Tjokorda Oka Artha Ardana Sukawati, Bali's vice-governor and former chair of the island's hotel and restaurant association, tells CNN Travel the date remains tentative, but reopening is critical to the island's economy.
"The Covid-19 pandemic is the most devastating disaster for Bali tourism," he says. "It is much worse than the Bali bombings, both the first and the second, and worse than all the Mount Agung eruptions combined."
Hotel arrivals in July were down over 99% year on year, Sukawati noted, while the island is missing out on around 9.7 trillion rupiah ($655 million) of income every month.
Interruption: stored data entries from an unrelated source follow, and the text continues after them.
// SPDX-License-Identifier: GPL-3.0-only

//! Lenient deserializers for fields reported by introspection tools.
//!
//! Depending on the tool version a size can arrive as a JSON number, a quoted
//! number, a humanized string like `"63.9M"`, or `null`. Booleans show up as
//! `true`, `1`, `"1"` and friends. These helpers fold all of them into one
//! canonical scalar.

use serde::de::Error;
use serde::{Deserialize, Deserializer};
use serde_json::Value;

use crate::common::{parse_flag, parse_size};

/// Byte count from a number, a numeric or humanized string, or `null`.
pub fn bytes<'de, D>(deserializer: D) -> Result<u64, D::Error>
where
    D: Deserializer<'de>,
{
    match Option::<Value>::deserialize(deserializer)? {
        None | Some(Value::Null) => Ok(0),
        Some(Value::Number(number)) => number
            .as_u64()
            .or_else(|| number.as_f64().filter(|f| *f >= 0.0).map(|f| f as u64))
            .ok_or_else(|| D::Error::custom(format!("invalid byte count {number}"))),
        Some(Value::String(text)) => parse_size(&text).map_err(D::Error::custom),
        Some(other) => Err(D::Error::custom(format!(
            "unexpected byte count value {other}"
        ))),
    }
}

/// Boolean from `true`/`false`, `1`/`0`, their string forms, `""` or `null`.
pub fn flag<'de, D>(deserializer: D) -> Result<bool, D::Error>
where
    D: Deserializer<'de>,
{
    match Option::<Value>::deserialize(deserializer)? {
        None | Some(Value::Null) => Ok(false),
        Some(Value::Bool(value)) => Ok(value),
        Some(Value::Number(number)) => match number.as_u64() {
            Some(0) => Ok(false),
            Some(1) => Ok(true),
            _ => Err(D::Error::custom(format!("invalid boolean {number}"))),
        },
        Some(Value::String(text)) => parse_flag(&text).map_err(D::Error::custom),
        Some(other) => Err(D::Error::custom(format!("unexpected boolean value {other}"))),
    }
}

/// `null` becomes the type's default (empty string, empty list).
pub fn null_default<'de, D, T>(deserializer: D) -> Result<T, D::Error>
where
    D: Deserializer<'de>,
    T: Deserialize<'de> + Default,
{
    Ok(Option::<T>::deserialize(deserializer)?.unwrap_or_default())
}
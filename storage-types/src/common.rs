// SPDX-License-Identifier: GPL-3.0-only

//! Common utility types shared across models

use anyhow::{Result, anyhow};
use serde::{Deserialize, Serialize};

const SI_UNITS: [&str; 7] = ["B", "kB", "MB", "GB", "TB", "PB", "EB"];

/// Filesystem usage statistics for one mounted filesystem
#[derive(Debug, Clone, Copy, Default, PartialEq, Eq, Serialize, Deserialize)]
pub struct Usage {
    /// Capacity of the filesystem in bytes
    pub total_bytes: u64,

    /// Bytes not allocated to any file
    pub free_bytes: u64,

    /// Bytes in use (total minus free)
    pub used_bytes: u64,
}

impl Usage {
    /// Usage percentage (0-100), zero for an empty filesystem
    pub fn used_percent(&self) -> f64 {
        if self.total_bytes == 0 {
            return 0.0;
        }
        (self.used_bytes as f64 * 100.0) / self.total_bytes as f64
    }
}

/// Render a byte count with SI units (e.g. 63900000 -> "64 MB")
pub fn bytes_to_pretty(bytes: u64) -> String {
    let mut val = bytes as f64;
    let mut steps = 0;

    while val >= 1000. && steps < SI_UNITS.len() - 1 {
        val /= 1000.;
        steps += 1;
    }

    if steps == 0 {
        format!("{} {}", bytes, SI_UNITS[0])
    } else if val < 10. {
        format!("{:.1} {}", val, SI_UNITS[steps])
    } else {
        format!("{:.0} {}", val, SI_UNITS[steps])
    }
}

/// Parse a human-readable size to bytes.
///
/// Single-letter and `B`-suffixed units are decimal (`"63.9M"` is
/// 63 900 000 bytes), `i`/`iB` suffixed units are binary (`"1Ki"` is 1024).
/// Whitespace between the number and the unit is allowed.
pub fn pretty_to_bytes(pretty: &str) -> Result<u64> {
    let trimmed = pretty.trim();
    let split_at = trimmed
        .find(|c: char| !(c.is_ascii_digit() || c == '.'))
        .unwrap_or(trimmed.len());
    let (number, unit) = trimmed.split_at(split_at);

    let val: f64 = number
        .parse()
        .map_err(|_| anyhow!("Invalid size: {:?}", pretty))?;
    let multiplier = unit_multiplier(unit.trim())
        .ok_or_else(|| anyhow!("Invalid unit: {:?}", unit.trim()))?;

    Ok((val * multiplier as f64) as u64)
}

/// Parse a size that is either a plain integer or a humanized string.
/// Empty input is zero.
pub fn parse_size(value: &str) -> Result<u64> {
    let value = value.trim();
    if value.is_empty() {
        return Ok(0);
    }
    if let Ok(bytes) = value.parse::<u64>() {
        return Ok(bytes);
    }
    pretty_to_bytes(value)
}

/// Parse a boolean flag written as `1`/`0` or `true`/`false`. Empty input is false.
pub fn parse_flag(value: &str) -> Result<bool> {
    match value.trim() {
        "" | "0" | "false" => Ok(false),
        "1" | "true" => Ok(true),
        other => Err(anyhow!("Invalid boolean: {:?}", other)),
    }
}

/// Parse a percentage such as `"73%"`. Empty input is zero.
pub fn parse_percent(value: &str) -> Result<f64> {
    let value = value.trim().trim_end_matches('%').trim();
    if value.is_empty() {
        return Ok(0.0);
    }
    value
        .parse()
        .map_err(|_| anyhow!("Invalid percentage: {:?}", value))
}

fn unit_multiplier(unit: &str) -> Option<u64> {
    let lower = unit.to_ascii_lowercase();
    let (prefix, base) = if let Some(prefix) = lower.strip_suffix("ib") {
        (prefix, 1024_u64)
    } else if let Some(prefix) = lower.strip_suffix('i') {
        (prefix, 1024)
    } else {
        (lower.strip_suffix('b').unwrap_or(&lower), 1000)
    };

    let steps = match prefix {
        "" if base == 1000 => 0,
        "k" => 1,
        "m" => 2,
        "g" => 3,
        "t" => 4,
        "p" => 5,
        "e" => 6,
        _ => return None,
    };

    Some(base.pow(steps))
}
Tens of thousands of local workers have been officially furloughed, generally without pay. Thousands have lost formal jobs, and many workers in Bali's large informal tourist economy are desperate.
While some Balinese are able to return to their family orchards, rice fields or fishing boats and contemplate rebalancing the economy towards the traditional way of life that sustained the island for centuries, other islanders have, quite literally, nowhere to go.